Paul Wranitzky (1756-1808)

Nationality: Moravian | Czech
Born: December 30, 1756, Nová Říše, Moravia Died: September 29, 1808, Vienna (age 51)

Sextet No. 3 in E-flat major

(for flute, oboe and string quartet)
7:04 I. Adagio - Allegro
3:52 II. Andante
3:43 III. Presto
Duration: 15 minutes (approximately)
1 recording, 3 videos
autoopen autoplay
Jana Brožková, Jiří Válek, Stamicovo kvarteto
I. Adagio - Allegro
Jana Brožková, Jiří Válek, Stamicovo kvarteto
II. Andante
Jana Brožková, Jiří Válek, Stamicovo kvarteto
III. Presto
From Edition Silvertrust

“The music of Wranitzky was in fashion when it was new because of his natural melodies and brilliant style…I recall that, in my youth, his works held up very well in comparison with those of Haydn. Their premature abandonment of today has been for me a source of astonishment.”

—The famous French critic, musicologist and composer François-Joseph Fetis

Paul Wranitzky Paul Wranitzky (1756-1808) (Pavel Vranický in the Czech form) was born in the town Nová Ríše (then Neureisch) in Moravia. At age 20, like so many other Czech composers of that period, he moved to Vienna to seek out opportunities within the Austrian imperial capital. Wranitzky played a prominent role in the musical life of Vienna. He was on friendly terms and highly respected by Haydn, Mozart and Beethoven who preferred him as the conductor of their new works. Wranitzky was, as so many of his contemporaries, a prolific composer. His chamber works number over 100. Although some scholars believe that Wranitzky studied with Haydn, there is no proof of this. But there can be no question that he studied and was influenced by Haydn. Like Haydn, Wranitzky’s writing went through many stages of development beginning with the pre-classical and evolving to the finished sonata form of the late Vienna Classics. The majority of Wranitzky’s chamber works are set in the three-movement format favored by the Parisians, a style then in vogue.

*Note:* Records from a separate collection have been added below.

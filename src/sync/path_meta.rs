//! Path-derived index metadata.
//!
//! The filing convention stores classification in the folder chain
//! (`category/brand/model/docType`), so indexing reads it back from the
//! path instead of re-classifying. Files that sit shallower than the
//! convention (quarantine, holding folders, loose uploads) fall back to
//! filename heuristics.

use once_cell::sync::Lazy;
use regex::Regex;

use crate::classify::{DocType, GENERIC_MODEL, UNKNOWN_BRAND};

/// Category recorded for files not under a recognized folder chain.
pub const UNSORTED_CATEGORY: &str = "Unsorted";

static FAULT_CODE: Lazy<Regex> = Lazy::new(|| Regex::new(r"E\d+").expect("Invalid regex"));

/// Metadata carried by a file's location and name.
///
/// Plain strings rather than the fixed enums: quarantine folders and
/// free-text brand/model segments are legitimate values here.
#[derive(Debug, Clone, PartialEq)]
pub struct PathMeta {
    pub category: String,
    pub brand: String,
    pub model: String,
    pub doc_type: String,
    pub fault_codes: Vec<String>,
}

/// Derive metadata from the folder segments between the library root
/// (exclusive) and the file, plus the filename.
pub fn derive(segments: &[String], file_name: &str) -> PathMeta {
    let fault_codes = fault_codes_from_name(file_name);

    if segments.len() >= 4 {
        return PathMeta {
            category: segments[0].clone(),
            brand: segments[1].clone(),
            model: segments[2].clone(),
            doc_type: segments[3].clone(),
            fault_codes,
        };
    }

    if segments.len() == 3 {
        return PathMeta {
            category: segments[0].clone(),
            brand: segments[1].clone(),
            model: segments[2].clone(),
            doc_type: doc_type_from_name(file_name).as_str().to_string(),
            fault_codes,
        };
    }

    let (brand, model) = brand_model_from_name(file_name);
    PathMeta {
        category: segments
            .first()
            .cloned()
            .unwrap_or_else(|| UNSORTED_CATEGORY.to_string()),
        brand,
        model,
        doc_type: doc_type_from_name(file_name).as_str().to_string(),
        fault_codes,
    }
}

/// Guess a document type from filename keywords, Greek or English.
/// Most specific first; `General_Manual` when nothing matches.
pub fn doc_type_from_name(file_name: &str) -> DocType {
    let upper = crate::text::uppercase_folded(file_name);
    let contains_any = |needles: &[&str]| needles.iter().any(|n| upper.contains(n));

    if contains_any(&["ERROR", "CODE", "ΣΦΑΛΜ", "ΒΛΑΒ"]) {
        DocType::ErrorCodes
    } else if contains_any(&["PART", "ΑΝΤΑΛΛ"]) {
        DocType::SparePartsList
    } else if contains_any(&["SERVICE", "ΣΕΡΒΙΣ"]) {
        DocType::ServiceManual
    } else if contains_any(&["INSTALL", "ΕΓΚΑΤ"]) {
        DocType::InstallationManual
    } else if contains_any(&["TECH", "DATA", "ΤΕΧΝ"]) {
        DocType::TechnicalData
    } else if contains_any(&["USER", "ΧΡΗΣ"]) {
        DocType::UserManual
    } else {
        DocType::GeneralManual
    }
}

/// Fault codes embedded in a filename (E-prefixed numbers), deduplicated
/// in order of appearance.
pub fn fault_codes_from_name(file_name: &str) -> Vec<String> {
    let upper = crate::text::uppercase_folded(file_name);
    let mut codes: Vec<String> = Vec::new();
    for m in FAULT_CODE.find_iter(&upper) {
        let code = m.as_str().to_string();
        if !codes.contains(&code) {
            codes.push(code);
        }
    }
    codes
}

/// Best-effort brand/model from the filename stem: first two tokens of an
/// underscore/hyphen/space split, skipping purely numeric leads.
fn brand_model_from_name(file_name: &str) -> (String, String) {
    let stem = file_name
        .rsplit_once('.')
        .map(|(stem, _ext)| stem)
        .unwrap_or(file_name);

    let tokens: Vec<&str> = stem
        .split(['_', '-', ' '])
        .filter(|t| !t.is_empty())
        .collect();

    let brand = tokens
        .first()
        .filter(|t| t.chars().any(|c| c.is_alphabetic()))
        .map(|t| t.to_string())
        .unwrap_or_else(|| UNKNOWN_BRAND.to_string());
    let model = tokens
        .get(1)
        .map(|t| t.to_string())
        .unwrap_or_else(|| GENERIC_MODEL.to_string());

    (brand, model)
}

Sextet No.3 in E flat Major is the third of a set of six dating from 1790. The set is actually an arrangement of six symphonies which Wranitzky wrote. This was a common practice at the time and composers, including Beethoven, made arrangements fo their symphonies for chamber ensembles and home use. Often, the symphonies disappeared but the chamber works survived. This sextet appears to be an arrangement of his Symphony in E flat Major, Op.35 No.3. It is in three movements. The opening movement begins with an Adagio introduction which leads to the lively main section, Allegro. The middle movement is a lovely Andante and the finale, Presto is full of energy and forward motion. The work was originally for an ensemble of flute, oboe, violin, 2 violas and cello, a combination for which composers at the time frequently wrote, today this combination is rare. Hence we created a version which replaces the second viola with a second violin part make it more accessible to modern groups.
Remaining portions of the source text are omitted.